Дочери самок с низким уровнем заботливости редко отвергали самцов: отказ фиксировался лишь на протяжении десяти процентов от общего времени эксперимента и только в одном опыте. Самки позволяли самцам спариваться, не настаивая на контроле. Они прогибали спину, как только самец требовал секса. Эти самки не просто легко доступны – они и в половые отношения вступали раньше, чем их сверстницы – потомки матерей с высоким уровнем заботливости. У макак-резусов, воспитанных без матери, уровень окситоцина тоже был сильно снижен. Эти особи вели себя более агрессивно, очень импульсивно и слабо контролировали себя в том, что касалось получения приятного опыта.
Социологи обнаружили, что менструации у девочек из семей с плохими отношениями между родителями и ребенком начинались раньше, чем у их сверстниц. Они раньше начинали половую жизнь и были неразборчивы в выборе полового партнера. В итоге они попадали в группу повышенного риска подростковой беременности и передавали эту модель поведения своим детям.

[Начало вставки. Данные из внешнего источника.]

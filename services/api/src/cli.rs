use crate::demo::{run_demo, run_evaluate, DemoArgs, EvaluateArgs};
use crate::server;
use clap::{Args, Parser, Subcommand};
use landlord_wizard::error::AppError;

#[derive(Parser, Debug)]
#[command(
    name = "Landlord Wizard",
    about = "Run the landlord document wizard service or evaluate cases from the command line",
    version
)]
struct Cli {
    #[command(subcommand)]
    command: Option<Command>,
}

#[derive(Subcommand, Debug)]
enum Command {
    /// Start the HTTP service (default command)
    Serve(ServeArgs),
    /// Evaluate a facts file and print the per-section report as JSON
    Evaluate(EvaluateArgs),
    /// Walk a sample Section 8 case through the wizard
    Demo(DemoArgs),
}

#[derive(Args, Debug, Default)]
pub(crate) struct ServeArgs {
    /// Override the configured host for the HTTP server
    #[arg(long)]
    pub(crate) host: Option<String>,
    /// Override the configured port for the HTTP server
    #[arg(long)]
    pub(crate) port: Option<u16>,
}

pub(crate) async fn run() -> Result<(), AppError> {
    let cli = Cli::parse();
    let command = cli
        .command
        .unwrap_or_else(|| Command::Serve(ServeArgs::default()));

    match command {
        Command::Serve(args) => server::run(args).await,
        Command::Evaluate(args) => run_evaluate(args),
        Command::Demo(args) => run_demo(args).await,
    }
}
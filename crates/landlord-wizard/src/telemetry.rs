use crate::config::TelemetryConfig;
use std::fmt;
use tracing_subscriber::filter::ParseError;
use tracing_subscriber::EnvFilter;

#[derive(Debug)]
pub enum TelemetryError {
    EnvFilter { value: String, source: ParseError },
    Subscriber(Box<dyn std::error::Error + Send + Sync>),
}

impl fmt::Display for TelemetryError {
    fn fmt(&self, f: &mut fmt::Formatter<'_>) -> fmt::Result {
        match self {
            TelemetryError::EnvFilter { value, .. } => {
                write!(f, "invalid log filter '{}' for the wizard service", value)
            }
            TelemetryError::Subscriber(err) => write!(f, "tracing subscriber error: {err}"),
        }
    }
}

impl std::error::Error for TelemetryError {
    fn source(&self) -> Option<&(dyn std::error::Error + 'static)> {
        match self {
            TelemetryError::EnvFilter { source, .. } => Some(source),
            TelemetryError::Subscriber(err) => Some(&**err),
        }
    }
}

/// Build the filter from `RUST_LOG`, falling back to the configured level.
pub fn env_filter(config: &TelemetryConfig) -> Result<EnvFilter, TelemetryError> {
    match EnvFilter::try_from_default_env() {
        Ok(filter) => Ok(filter),
        Err(_) => EnvFilter::try_new(&config.log_level).map_err(|source| {
            TelemetryError::EnvFilter {
                value: config.log_level.clone(),
                source,
            }
        }),
    }
}

pub fn init(config: &TelemetryConfig) -> Result<(), TelemetryError> {
    let filter = env_filter(config)?;

    tracing_subscriber::fmt()
        .with_env_filter(filter)
        .with_target(config.include_targets)
        .compact()
        .with_ansi(config.ansi)
        .try_init()
        .map_err(TelemetryError::Subscriber)
}
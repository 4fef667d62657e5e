//! Rules shared by more than one product table.

use super::eviction::{selected_grounds, GROUND_8, WALES_SERIOUS_ARREARS};
use super::money_claim::{self, CLAIMING_RENT_ARREARS};
use super::RuleContext;
use crate::wizard::arrears::ArrearsSchedule;
use crate::wizard::calculators::{
    earliest_date_after_months, Ground8Assessment, SixMonthRule, SECTION21_MIN_MONTHS,
};
use crate::wizard::domain::{Jurisdiction, Pence, Product, Route};
use crate::wizard::evidence::{EvidenceCategory, EvidenceFile, EVIDENCE_FILES_PATH};
use crate::wizard::facts::CaseFacts;
use crate::wizard::reference::find_ground;

const SCOTLAND_RENT_ARREARS: &str = "12";
const SCOTLAND_ARREARS_MONTHS: usize = 3;

pub(super) fn parties_complete(facts: &CaseFacts) -> bool {
    ["landlord_full_name", "landlord_address_line1", "tenant_full_name"]
        .iter()
        .all(|key| facts.has_text(key))
        && facts.has_text("landlord_address_postcode")
}

pub(super) fn parties_warnings(facts: &CaseFacts) -> Vec<String> {
    let mut warnings = Vec::new();
    let joint = facts
        .number("tenant_count")
        .map(|count| count > 1.0)
        .unwrap_or(false);
    if joint && !facts.has_text("tenant2_full_name") {
        warnings.push("Add the second tenant's name; every joint tenant must be named".to_string());
    }
    if let Some(postcode) = facts.text("landlord_address_postcode") {
        if !looks_like_postcode(postcode) {
            warnings.push(format!(
                "Landlord postcode '{postcode}' does not look like a UK postcode"
            ));
        }
    }
    warnings
}

pub(super) fn property_complete(facts: &CaseFacts) -> bool {
    facts.has_text("property_address_line1") && facts.has_text("property_address_postcode")
}

pub(super) fn property_warnings(facts: &CaseFacts) -> Vec<String> {
    match facts.text("property_address_postcode") {
        Some(postcode) if !looks_like_postcode(postcode) => {
            vec![format!("Property postcode '{postcode}' does not look like a UK postcode")]
        }
        _ => Vec::new(),
    }
}

pub(super) fn tenancy_complete(facts: &CaseFacts, ctx: &RuleContext) -> bool {
    facts.date("tenancy_start_date").is_some()
        && facts.rent_amount().is_some()
        && facts.rent_frequency().is_some()
        && tenancy_blockers(facts, ctx).is_empty()
}

/// A tenancy agreement may be drafted ahead of its start date; a claim or
/// notice cannot concern a tenancy that has not begun.
pub(super) fn tenancy_blockers(facts: &CaseFacts, ctx: &RuleContext) -> Vec<String> {
    if ctx.product == Product::TenancyAgreement {
        return Vec::new();
    }
    match facts.date("tenancy_start_date") {
        Some(start) if start > ctx.today => vec![format!(
            "Tenancy start date {start} is in the future; notices and claims need a tenancy that has started"
        )],
        _ => Vec::new(),
    }
}

pub(super) fn tenancy_warnings(facts: &CaseFacts, ctx: &RuleContext) -> Vec<String> {
    let Some(start) = facts.date("tenancy_start_date") else {
        return Vec::new();
    };
    if !ctx.product.is_eviction() || start > ctx.today {
        return Vec::new();
    }

    let mut warnings = Vec::new();
    match ctx.jurisdiction {
        Jurisdiction::Scotland => {
            let rule = SixMonthRule::evaluate(start, ctx.today);
            if !rule.satisfied {
                warnings.push(format!(
                    "Tenancy started less than 6 months ago — a Notice to Leave cannot be served until {}",
                    rule.earliest_service
                ));
            }
        }
        Jurisdiction::Wales if ctx.route(facts) == Some(Route::Section173) => {
            let rule = SixMonthRule::evaluate(start, ctx.today);
            if !rule.satisfied {
                warnings.push(format!(
                    "Occupation contract started less than 6 months ago — a section 173 notice cannot be given until {}",
                    rule.earliest_service
                ));
            }
        }
        Jurisdiction::England if ctx.route(facts) == Some(Route::Section21) => {
            let rule = SixMonthRule::with_months(start, ctx.today, SECTION21_MIN_MONTHS);
            if !rule.satisfied {
                warnings.push(format!(
                    "Tenancy started less than 4 months ago — a Section 21 notice cannot be served until {}",
                    rule.earliest_service
                ));
            }
        }
        _ => {}
    }

    if facts.answer("fixed_term").is_yes() {
        if let Some(end) = facts.date("fixed_term_end_date") {
            if end < start {
                warnings.push("Fixed term end date is before the tenancy start date".to_string());
            }
        }
    }
    warnings
}

/// Arrears are collected when an arrears ground is in play, or when a money
/// claim has not ruled rent arrears out.
pub(super) fn arrears_relevant(facts: &CaseFacts, ctx: &RuleContext) -> bool {
    match ctx.product {
        Product::MoneyClaim => money_claim::claiming(facts, CLAIMING_RENT_ARREARS),
        Product::TenancyAgreement => false,
        Product::NoticeOnly | Product::CompletePack => {
            let Some(route) = ctx.route(facts) else {
                return false;
            };
            if matches!(route, Route::Section21 | Route::Section173) {
                return false;
            }
            let grounds = selected_grounds(facts, route);
            if grounds.is_empty() {
                return true;
            }
            grounds.iter().any(|raw| {
                find_ground(route.jurisdiction(), raw)
                    .map(|ground| ground.arrears_related)
                    .unwrap_or(false)
            })
        }
    }
}

pub(super) fn arrears_complete(facts: &CaseFacts, ctx: &RuleContext) -> bool {
    !ArrearsSchedule::from_facts(facts).is_empty() && arrears_blockers(facts, ctx).is_empty()
}

/// Serious-arrears grounds need the statutory threshold met; the check waits
/// until an arrears figure has been entered.
pub(super) fn arrears_blockers(facts: &CaseFacts, ctx: &RuleContext) -> Vec<String> {
    let Some(route) = ctx.route(facts) else {
        return Vec::new();
    };
    if !ctx.product.is_eviction() {
        return Vec::new();
    }

    let ground_label = match route {
        Route::Section8 if has_ground(facts, route, GROUND_8) => "Ground 8",
        Route::FaultBased if has_ground(facts, route, WALES_SERIOUS_ARREARS) => "Section 157",
        _ => return Vec::new(),
    };

    if ArrearsSchedule::from_facts(facts).is_empty() {
        return Vec::new();
    }

    match Ground8Assessment::from_facts(facts) {
        Some(assessment) if !assessment.eligible => vec![format!(
            "Arrears of {} are below the {ground_label} threshold of {} ({} short) — {ground_label} cannot be relied on",
            assessment.total_arrears,
            assessment.threshold,
            assessment.shortfall()
        )],
        _ => Vec::new(),
    }
}

pub(super) fn arrears_warnings(facts: &CaseFacts, ctx: &RuleContext) -> Vec<String> {
    let schedule = ArrearsSchedule::from_facts(facts);
    let mut warnings: Vec<String> = schedule
        .items
        .iter()
        .filter(|item| item.has_inverted_period())
        .map(|item| match item.period_start {
            Some(start) => format!("Arrears period starting {start} ends before it begins"),
            None => "An arrears period ends before it begins".to_string(),
        })
        .collect();

    if ctx.jurisdiction == Jurisdiction::Scotland
        && ctx.route(facts) == Some(Route::NoticeToLeave)
        && has_ground(facts, Route::NoticeToLeave, SCOTLAND_RENT_ARREARS)
        && !schedule.items.is_empty()
    {
        let run = schedule.longest_arrears_run();
        if run < SCOTLAND_ARREARS_MONTHS {
            warnings.push(format!(
                "Ground 12 needs rent arrears over three or more consecutive months; the longest unbroken run is {run}"
            ));
        }
    }

    if ctx.product.is_eviction() {
        if let Some(assessment) = Ground8Assessment::from_facts(facts) {
            if assessment.eligible && ctx.route(facts) == Some(Route::Section8) {
                warnings.push(
                    "Ground 8 arrears must still meet the threshold on the date of the hearing"
                        .to_string(),
                );
            }
        }
    }
    warnings
}

pub(super) fn evidence_complete(facts: &CaseFacts) -> bool {
    !EvidenceFile::list_from_facts(facts).is_empty()
        || facts.answer("evidence.not_available").is_yes()
}

pub(super) fn evidence_warnings(facts: &CaseFacts, ctx: &RuleContext) -> Vec<String> {
    let files = EvidenceFile::list_from_facts(facts);
    let arrears_claimed = match ctx.product {
        Product::MoneyClaim => facts.answer(CLAIMING_RENT_ARREARS).is_yes(),
        _ => arrears_relevant(facts, ctx) && ctx.route(facts).is_some(),
    };
    let has_statement = files
        .iter()
        .any(|file| file.category == EvidenceCategory::RentStatement);

    let mut warnings = Vec::new();
    if arrears_claimed && !has_statement {
        warnings.push("Upload a rent statement to evidence the arrears".to_string());
    }
    if files.is_empty() && !facts.array(EVIDENCE_FILES_PATH).is_empty() {
        warnings.push("Some uploaded evidence could not be read and has been ignored".to_string());
    }
    warnings
}

fn court_name_path(product: Product) -> &'static str {
    match product {
        Product::MoneyClaim => "money_claim.court_name",
        _ => "court_name",
    }
}

pub(super) fn court_complete(facts: &CaseFacts, ctx: &RuleContext) -> bool {
    facts.has_text(court_name_path(ctx.product)) && court_blockers(facts, ctx).is_empty()
}

const ONLINE_CLAIM_LIMIT: Pence = Pence(10_000_000);
const FAST_TRACK_THRESHOLD: Pence = Pence(1_000_000);
const SIMPLE_PROCEDURE_LIMIT: Pence = Pence(500_000);

pub(super) fn court_blockers(facts: &CaseFacts, ctx: &RuleContext) -> Vec<String> {
    if ctx.product != Product::MoneyClaim || ctx.jurisdiction == Jurisdiction::Scotland {
        return Vec::new();
    }
    let total = money_claim::claim_total(facts);
    if total > ONLINE_CLAIM_LIMIT {
        vec![format!(
            "A claim of {total} exceeds the {ONLINE_CLAIM_LIMIT} limit for Money Claim Online"
        )]
    } else {
        Vec::new()
    }
}

pub(super) fn court_warnings(facts: &CaseFacts, ctx: &RuleContext) -> Vec<String> {
    match ctx.product {
        Product::MoneyClaim => {
            let total = money_claim::claim_total(facts);
            match ctx.jurisdiction {
                Jurisdiction::Scotland if total > SIMPLE_PROCEDURE_LIMIT => vec![format!(
                    "Claims over {SIMPLE_PROCEDURE_LIMIT} cannot use simple procedure in the sheriff court"
                )],
                Jurisdiction::England | Jurisdiction::Wales
                    if total > FAST_TRACK_THRESHOLD && total <= ONLINE_CLAIM_LIMIT =>
                {
                    vec![format!(
                        "Claims over {FAST_TRACK_THRESHOLD} are allocated beyond the small claims track and carry higher cost risk"
                    )]
                }
                _ => Vec::new(),
            }
        }
        _ => match (ctx.route(facts), facts.date("notice_expiry_date")) {
            (Some(Route::Section21), Some(expiry)) => {
                let deadline = earliest_date_after_months(expiry, 4).unwrap_or(expiry);
                if ctx.today > deadline {
                    vec![format!(
                        "Possession proceedings on a Section 21 notice must start within 4 months of expiry ({deadline})"
                    )]
                } else {
                    Vec::new()
                }
            }
            _ => Vec::new(),
        },
    }
}

fn has_ground(facts: &CaseFacts, route: Route, code: &str) -> bool {
    selected_grounds(facts, route).iter().any(|raw| {
        find_ground(route.jurisdiction(), raw)
            .map(|ground| ground.code == code)
            .unwrap_or(false)
    })
}

/// Loose shape check: outward code starting with a letter, inward code of a
/// digit and two letters.
fn looks_like_postcode(raw: &str) -> bool {
    let compact: Vec<char> = raw
        .chars()
        .filter(|ch| !ch.is_whitespace())
        .map(|ch| ch.to_ascii_uppercase())
        .collect();
    if !(5..=7).contains(&compact.len()) {
        return false;
    }
    let (outward, inward) = compact.split_at(compact.len() - 3);
    outward[0].is_ascii_alphabetic()
        && outward.iter().all(|ch| ch.is_ascii_alphanumeric())
        && inward[0].is_ascii_digit()
        && inward[1..].iter().all(|ch| ch.is_ascii_alphabetic())
}
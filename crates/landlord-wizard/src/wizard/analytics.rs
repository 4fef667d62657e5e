//! Fire-and-forget wizard step events.

use serde::{Deserialize, Serialize};
use tracing::info;

use super::domain::{Jurisdiction, Product};
use super::sections::SectionId;

/// Campaign attribution captured when the case was started.
#[derive(Debug, Clone, Default, PartialEq, Eq, Serialize, Deserialize)]
pub struct Attribution {
    pub utm_source: Option<String>,
    pub utm_medium: Option<String>,
    pub utm_campaign: Option<String>,
    pub landing_path: Option<String>,
}

#[derive(Debug, Clone, PartialEq, Eq, Serialize)]
pub struct StepEvent {
    pub jurisdiction: Jurisdiction,
    pub product: Product,
    pub step_id: SectionId,
    pub step_index: usize,
    pub total_steps: usize,
    #[serde(flatten)]
    pub attribution: Attribution,
}

#[derive(Debug, Clone, PartialEq, Eq, Serialize)]
#[serde(tag = "event", rename_all = "snake_case")]
pub enum AnalyticsEvent {
    StepCompleted(StepEvent),
    SectionSkipped(StepEvent),
}

impl AnalyticsEvent {
    pub fn name(&self) -> &'static str {
        match self {
            Self::StepCompleted(_) => "wizard_step_completed",
            Self::SectionSkipped(_) => "wizard_section_skipped",
        }
    }

    pub fn step(&self) -> &StepEvent {
        match self {
            Self::StepCompleted(step) | Self::SectionSkipped(step) => step,
        }
    }
}

/// Event delivery must never block navigation, so sinks are synchronous and
/// infallible from the caller's point of view.
pub trait AnalyticsSink: Send + Sync {
    fn record(&self, event: AnalyticsEvent);
}

/// Emits events as structured log lines.
#[derive(Debug, Default, Clone, Copy)]
pub struct TracingAnalytics;

impl AnalyticsSink for TracingAnalytics {
    fn record(&self, event: AnalyticsEvent) {
        let step = event.step();
        info!(
            event = event.name(),
            jurisdiction = step.jurisdiction.as_str(),
            product = step.product.as_str(),
            step_id = step.step_id.as_str(),
            step_index = step.step_index,
            total_steps = step.total_steps,
            utm_source = step.attribution.utm_source.as_deref().unwrap_or(""),
            utm_campaign = step.attribution.utm_campaign.as_deref().unwrap_or(""),
            "wizard analytics"
        );
    }
}
mod common;
mod flow;
mod sections;
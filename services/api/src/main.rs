use landlord_wizard_api::run;

#[tokio::main]
async fn main() {
    if let Err(err) = run().await {
        eprintln!("application error: {err}");
        std::process::exit(1);
    }
}
use chrono::{Months, NaiveDate};
use serde::Serialize;

/// A Section 21 notice cannot be served in the first four months of an
/// assured shorthold tenancy.
pub const SECTION21_MIN_MONTHS: u32 = 4;

/// First date on which `months` calendar months have elapsed since `start`.
pub fn earliest_date_after_months(start: NaiveDate, months: u32) -> Option<NaiveDate> {
    start.checked_add_months(Months::new(months))
}

/// Six calendar months must pass after the tenancy starts before notice can
/// be served (Scotland Notice to Leave, Wales section 173).
#[derive(Debug, Clone, Copy, PartialEq, Eq, Serialize)]
pub struct SixMonthRule {
    pub tenancy_start: NaiveDate,
    pub earliest_service: NaiveDate,
    pub satisfied: bool,
}

impl SixMonthRule {
    pub const MONTHS: u32 = 6;

    pub fn evaluate(tenancy_start: NaiveDate, on: NaiveDate) -> Self {
        Self::with_months(tenancy_start, on, Self::MONTHS)
    }

    pub fn with_months(tenancy_start: NaiveDate, on: NaiveDate, months: u32) -> Self {
        let earliest_service =
            earliest_date_after_months(tenancy_start, months).unwrap_or(NaiveDate::MAX);
        Self {
            tenancy_start,
            earliest_service,
            satisfied: on >= earliest_service,
        }
    }
}
//! Route choice, possession grounds and the notice itself.

use super::RuleContext;
use crate::wizard::calculators::{suggest_notice_expiry, SixMonthRule, SECTION21_MIN_MONTHS};
use crate::wizard::domain::{Jurisdiction, Route};
use crate::wizard::facts::CaseFacts;
use crate::wizard::reference::{resolve_grounds, GroundKind};

pub(super) const GROUND_8: &str = "8";
pub(super) const WALES_SERIOUS_ARREARS: &str = "157";

/// Facts key holding the grounds chosen for `route`.
pub(super) fn grounds_key(route: Route) -> Option<&'static str> {
    match route {
        Route::Section8 => Some("section8_grounds"),
        Route::FaultBased => Some("wales_grounds"),
        Route::NoticeToLeave => Some("scotland_grounds"),
        Route::Section21 | Route::Section173 => None,
    }
}

pub(super) fn selected_grounds(facts: &CaseFacts, route: Route) -> Vec<String> {
    grounds_key(route)
        .map(|key| facts.string_list(key))
        .unwrap_or_default()
}

pub(super) fn case_basics_complete(facts: &CaseFacts, ctx: &RuleContext) -> bool {
    ctx.route(facts).is_some()
}

pub(super) fn case_basics_blockers(facts: &CaseFacts, ctx: &RuleContext) -> Vec<String> {
    match facts.raw_route() {
        Some(route) if !route.available_in(ctx.jurisdiction) => vec![format!(
            "{} is not available for properties in {}; choose a {} route",
            route.label(),
            ctx.jurisdiction,
            ctx.jurisdiction
        )],
        _ => Vec::new(),
    }
}

pub(super) fn section8_grounds_complete(facts: &CaseFacts) -> bool {
    grounds_complete(facts, Jurisdiction::England, "section8_grounds")
        && facts.has_text("section8_particulars")
}

pub(super) fn section8_grounds_warnings(facts: &CaseFacts) -> Vec<String> {
    grounds_warnings(facts, Jurisdiction::England, "section8_grounds")
}

pub(super) fn wales_grounds_complete(facts: &CaseFacts) -> bool {
    grounds_complete(facts, Jurisdiction::Wales, "wales_grounds")
}

pub(super) fn wales_grounds_warnings(facts: &CaseFacts) -> Vec<String> {
    grounds_warnings(facts, Jurisdiction::Wales, "wales_grounds")
}

pub(super) fn scotland_grounds_complete(facts: &CaseFacts) -> bool {
    grounds_complete(facts, Jurisdiction::Scotland, "scotland_grounds")
}

pub(super) fn scotland_grounds_warnings(facts: &CaseFacts) -> Vec<String> {
    grounds_warnings(facts, Jurisdiction::Scotland, "scotland_grounds")
}

fn grounds_complete(facts: &CaseFacts, jurisdiction: Jurisdiction, key: &str) -> bool {
    let (known, _) = resolve_grounds(jurisdiction, &facts.string_list(key));
    !known.is_empty()
}

fn grounds_warnings(facts: &CaseFacts, jurisdiction: Jurisdiction, key: &str) -> Vec<String> {
    let (known, unknown) = resolve_grounds(jurisdiction, &facts.string_list(key));
    let mut warnings: Vec<String> = unknown
        .iter()
        .map(|raw| {
            format!("Ground '{raw}' is not recognised in {jurisdiction} and will be ignored")
        })
        .collect();

    if known.is_empty() {
        return warnings;
    }

    if jurisdiction == Jurisdiction::Scotland {
        warnings.push(
            "All Scottish eviction grounds are discretionary: the First-tier Tribunal decides whether eviction is reasonable"
                .to_string(),
        );
    } else if known.iter().all(|ground| ground.kind == GroundKind::Discretionary) {
        warnings.push(
            "All selected grounds are discretionary; the court will only order possession if it considers it reasonable"
                .to_string(),
        );
    }

    if known.iter().any(|ground| ground.code == GROUND_8) && jurisdiction == Jurisdiction::England {
        warnings.push(
            "Consider adding Grounds 10 and 11 in case arrears fall below the Ground 8 threshold before the hearing"
                .to_string(),
        );
    }
    warnings
}

pub(super) fn notice_complete(facts: &CaseFacts, ctx: &RuleContext) -> bool {
    ctx.route(facts).is_some()
        && facts.date("notice_served_date").is_some()
        && facts.has_text("notice_service_method")
        && facts.date("notice_expiry_date").is_some()
        && notice_blockers(facts, ctx).is_empty()
}

/// Timing rules are checked against the service date when one is entered,
/// otherwise against today.
pub(super) fn notice_blockers(facts: &CaseFacts, ctx: &RuleContext) -> Vec<String> {
    let Some(route) = ctx.route(facts) else {
        return Vec::new();
    };
    let served = facts.date("notice_served_date");
    let reference_date = served.unwrap_or(ctx.today);
    let mut blockers = Vec::new();

    if let Some(start) = facts.date("tenancy_start_date") {
        let waiting_period = match route {
            Route::NoticeToLeave => Some((
                SixMonthRule::evaluate(start, reference_date),
                "A Notice to Leave cannot be served in the first 6 months of the tenancy",
            )),
            Route::Section173 => Some((
                SixMonthRule::evaluate(start, reference_date),
                "A section 173 notice cannot be given in the first 6 months of the occupation contract",
            )),
            Route::Section21 => Some((
                SixMonthRule::with_months(start, reference_date, SECTION21_MIN_MONTHS),
                "A Section 21 notice cannot be served in the first 4 months of the tenancy",
            )),
            Route::Section8 | Route::FaultBased => None,
        };
        if let Some((rule, message)) = waiting_period {
            if !rule.satisfied {
                blockers.push(format!("{message} (earliest {})", rule.earliest_service));
            }
        }
    }

    if let (Some(served), Some(expiry)) = (served, facts.date("notice_expiry_date")) {
        let suggestion = suggest_notice_expiry(route, &selected_grounds(facts, route), served);
        if expiry < suggestion.expiry {
            blockers.push(format!(
                "Notice expiry date {expiry} is earlier than the {}-day notice period allows (earliest {})",
                suggestion.minimum_days, suggestion.expiry
            ));
        }
    }
    blockers
}

pub(super) fn notice_warnings(facts: &CaseFacts, ctx: &RuleContext) -> Vec<String> {
    let Some(route) = ctx.route(facts) else {
        return Vec::new();
    };
    let mut warnings = Vec::new();
    let served = facts.date("notice_served_date");

    if let Some(served) = served {
        if served > ctx.today {
            warnings
                .push("Notice service date is in the future; check it before serving".to_string());
        }
        if facts.date("notice_expiry_date").is_none() {
            let suggestion = suggest_notice_expiry(route, &selected_grounds(facts, route), served);
            warnings.push(format!(
                "Suggested expiry date: {} ({} days' notice)",
                suggestion.expiry, suggestion.minimum_days
            ));
        }
    }

    if route == Route::Section21 {
        warnings.push(
            "A Section 21 notice lapses if proceedings are not started within 6 months of service"
                .to_string(),
        );
    }
    warnings
}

Стретхерн предполагает, что увеличенное стремление к сексуальным контактам может быть механизмом приспосабливания к окружающей среде. Те, кого воспитывали матери с ненадежно-избегающим типом привязанности, считает он, «просто плывут по течению: кто бы мне ни встретился, у нас будет секс, а там хоть трава не расти. Они не думают о последствиях. Люди, не способные формировать привязанность, могут относиться к сексу практично: „Я хочу достичь определенного результата, и секс с этим человеком – средство получить желаемое“.» Здесь нарушение поведения то же, но задействованы иные механизмы мозга. Стретхерн размышляет о том, может ли стрессовая обстановка в семье, а также обстановка в мире в целом воздействовать на людей так же, как стресс в условиях эксперимента – на лабораторных крыс. «Не исключено, что члены крысиной популяции в начале своей жизни подвергаются повышенному стрессовому воздействию, – предполагает он. – На людей стресс влияет так же. Если вы находитесь в полной опасностей, стрессогенной окружающей среде, вероятность, что ваше потомство выживет и будет процветать, низка, поэтому ранняя беременность и рано появляющиеся дети могут быть адаптацией к таким условиям».
Стретхерн соглашается, что пока его выводы – это всего лишь догадки, однако уже сейчас сходство между данными, полученными в лабораторных экспериментах на крысах, и наблюдениями за людьми ставит перед исследователями неожиданные и довольно сложные вопросы. Чампейн прекрасно понимает, что результаты ее исследования и даже сама его проблематика могут породить политические и социальные конфликты. Мысль об этом рисует в ее воображении толпы протестующих на Амстердам-авеню. «Я рада, что работаю с крысами, – говорит она, улыбаясь. – С крысами у меня особых неприятностей не будет». И все же она не может не продолжать думать о том, как ее работа и работа других специалистов объясняет влияние родительского воспитания на детей.